Requirements based testing (validation)

Requirements-based testing involves examining each requirement and developing a test or tests for it.
Mentcare system requirements:
- If a patient is known to be allergic to any particular medication, then prescription of that medication shall result in a warning message being issued to the system user.
- If a prescriber chooses to ignore an allergy warning, they shall provide a reason why this has been ignored.

Software Evolution

Software change

Software change is inevitable
- New requirements emerge when the software is used;
- The business environment changes;
- Errors must be repaired;
- New computers and equipment is added to the system;
- The performance or reliability of the system may have to be improved.
A key problem for all organizations is implementing and managing change to their existing software systems.

Importance

Organizations have huge investments in their software systems - they are critical business assets.
To maintain the value of these assets to the business, they must be changed and updated.
The majority of the software budget in large companies is devoted to changing and evolving existing software rather than developing new software.

Evolution and servicing

Evolution
- The stage in a software system’s life cycle where it is in operational use and is evolving as new requirements are proposed and implemented in the system.
Servicing
- At this stage, the software remains useful but the only changes made are those required to keep it operational i.e. bug fixes and changes to reflect changes in the software’s environment. No new functionality is added.
Phase-out win 7,win xp
- The software may still be used but no further changes are made to it.

Evolution processes

Software evolution processes depend on
- The type of software being maintained;
- The development processes used;
- The skills and experience of the people involved.
Proposals for change are the driver for system evolution.
- Should be linked with components that are affected by the change, thus allowing the cost and impact of the change to be estimated.
Change identification and evolution continues throughout the system lifetime.

Change implementation

Iteration of the development process where the revisions to the system are designed, implemented and tested.
A critical difference is that the first stage of change implementation may involve program understanding, especially if the original system developers are not responsible for the change implementation.
During the program understanding phase, you have to understand how the program is structured, how it delivers functionality and how the proposed change might affect the program.

Urgent change requests

Urgent changes may have to be implemented without going through all stages of the software engineering process
- If a serious system fault has to be repaired to allow normal operation to continue;
- If changes to the system’s environment (e.g. an OS upgrade) have unexpected effects;
- If there are business changes that require a very rapid response (e.g. the release of a competing product).

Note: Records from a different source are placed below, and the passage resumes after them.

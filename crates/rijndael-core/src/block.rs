//! Block representation helpers.

use crate::error::{Buffer, Error, Result};

/// Size of an AES block in bytes.
pub const BLOCK_SIZE: usize = 16;

/// AES block of 16 bytes, laid out column-major: byte `i` is row `i % 4`,
/// column `i / 4`.
pub type Block = [u8; BLOCK_SIZE];

/// XORs two blocks, writing the result into `dst`.
#[inline]
pub fn xor_in_place(dst: &mut Block, rhs: &Block) {
    for (d, r) in dst.iter_mut().zip(rhs.iter()) {
        *d ^= *r;
    }
}

/// Copies a slice into a block, rejecting anything that is not exactly 16 bytes.
pub(crate) fn block_from_slice(bytes: &[u8], what: Buffer) -> Result<Block> {
    Block::try_from(bytes).map_err(|_| Error::InvalidLength {
        what,
        expected: BLOCK_SIZE,
        actual: bytes.len(),
    })
}
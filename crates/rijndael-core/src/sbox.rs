//! Forward and inverse S-boxes, derived from field inverses at compile time.

use crate::gf::gf_inverse;

/// Constant XORed in by the affine step.
const AFFINE_CONSTANT: u8 = 0x63;

/// Affine bit transformation applied on top of the field inverse.
#[inline]
pub(crate) const fn affine(b: u8) -> u8 {
    b ^ b.rotate_left(1) ^ b.rotate_left(2) ^ b.rotate_left(3) ^ b.rotate_left(4) ^ AFFINE_CONSTANT
}

const fn build_sbox() -> [u8; 256] {
    let mut table = [0u8; 256];
    let mut i = 0;
    while i < 256 {
        table[i] = affine(gf_inverse(i as u8));
        i += 1;
    }
    table
}

const fn invert(table: &[u8; 256]) -> [u8; 256] {
    let mut inverse = [0u8; 256];
    let mut i = 0;
    while i < 256 {
        inverse[table[i] as usize] = i as u8;
        i += 1;
    }
    inverse
}

pub(crate) const SBOX: [u8; 256] = build_sbox();
pub(crate) const INV_SBOX: [u8; 256] = invert(&SBOX);

// A non-bijective SBOX leaves INV_SBOX with overwritten slots, which this catches.
const _: () = {
    let mut i = 0;
    while i < 256 {
        assert!(
            INV_SBOX[SBOX[i] as usize] as usize == i,
            "inverse S-box does not invert the S-box"
        );
        i += 1;
    }
};

/// Forward S-box lookup used by SubBytes and the key schedule.
#[inline]
pub fn sbox_lookup(byte: u8) -> u8 {
    SBOX[byte as usize]
}

/// Inverse S-box lookup used by InvSubBytes.
#[inline]
pub fn inverse_sbox_lookup(byte: u8) -> u8 {
    INV_SBOX[byte as usize]
}

#[cfg(test)]
mod tests {
    use super::*;

    #[test]
    fn known_entries() {
        assert_eq!(sbox_lookup(0x00), 0x63);
        assert_eq!(sbox_lookup(0x01), 0x7c);
        assert_eq!(sbox_lookup(0x53), 0xed);
        assert_eq!(sbox_lookup(0xff), 0x16);
        assert_eq!(inverse_sbox_lookup(0x00), 0x52);
        assert_eq!(inverse_sbox_lookup(0x63), 0x00);
        assert_eq!(inverse_sbox_lookup(0xed), 0x53);
    }

    #[test]
    fn tables_are_mutual_inverses() {
        for x in 0..=255u8 {
            assert_eq!(inverse_sbox_lookup(sbox_lookup(x)), x);
            assert_eq!(sbox_lookup(inverse_sbox_lookup(x)), x);
        }
    }

    #[test]
    fn no_fixed_points() {
        for x in 0..=255u8 {
            assert_ne!(sbox_lookup(x), x);
            assert_ne!(sbox_lookup(x), !x);
        }
    }
}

Agile methods and evolution

Agile methods are based on incremental development so the transition from development to evolution is a seamless one.
- Evolution is simply a continuation of the development process based on frequent system releases.
Automated regression testing is particularly valuable when changes are made to a system.
Changes may be expressed as additional user stories.

Handover problems

Where the development team have used an agile approach, but the evolution team is unfamiliar with agile methods and prefer a plan-based approach.
- The evolution team may expect detailed documentation to support evolution, and this is not produced in agile processes.
Where a plan-based approach has been used for development, but the evolution team prefer to use agile methods.
- The evolution team may have to start from scratch developing automated tests and the code in the system may not have been refactored and simplified as is expected in agile development.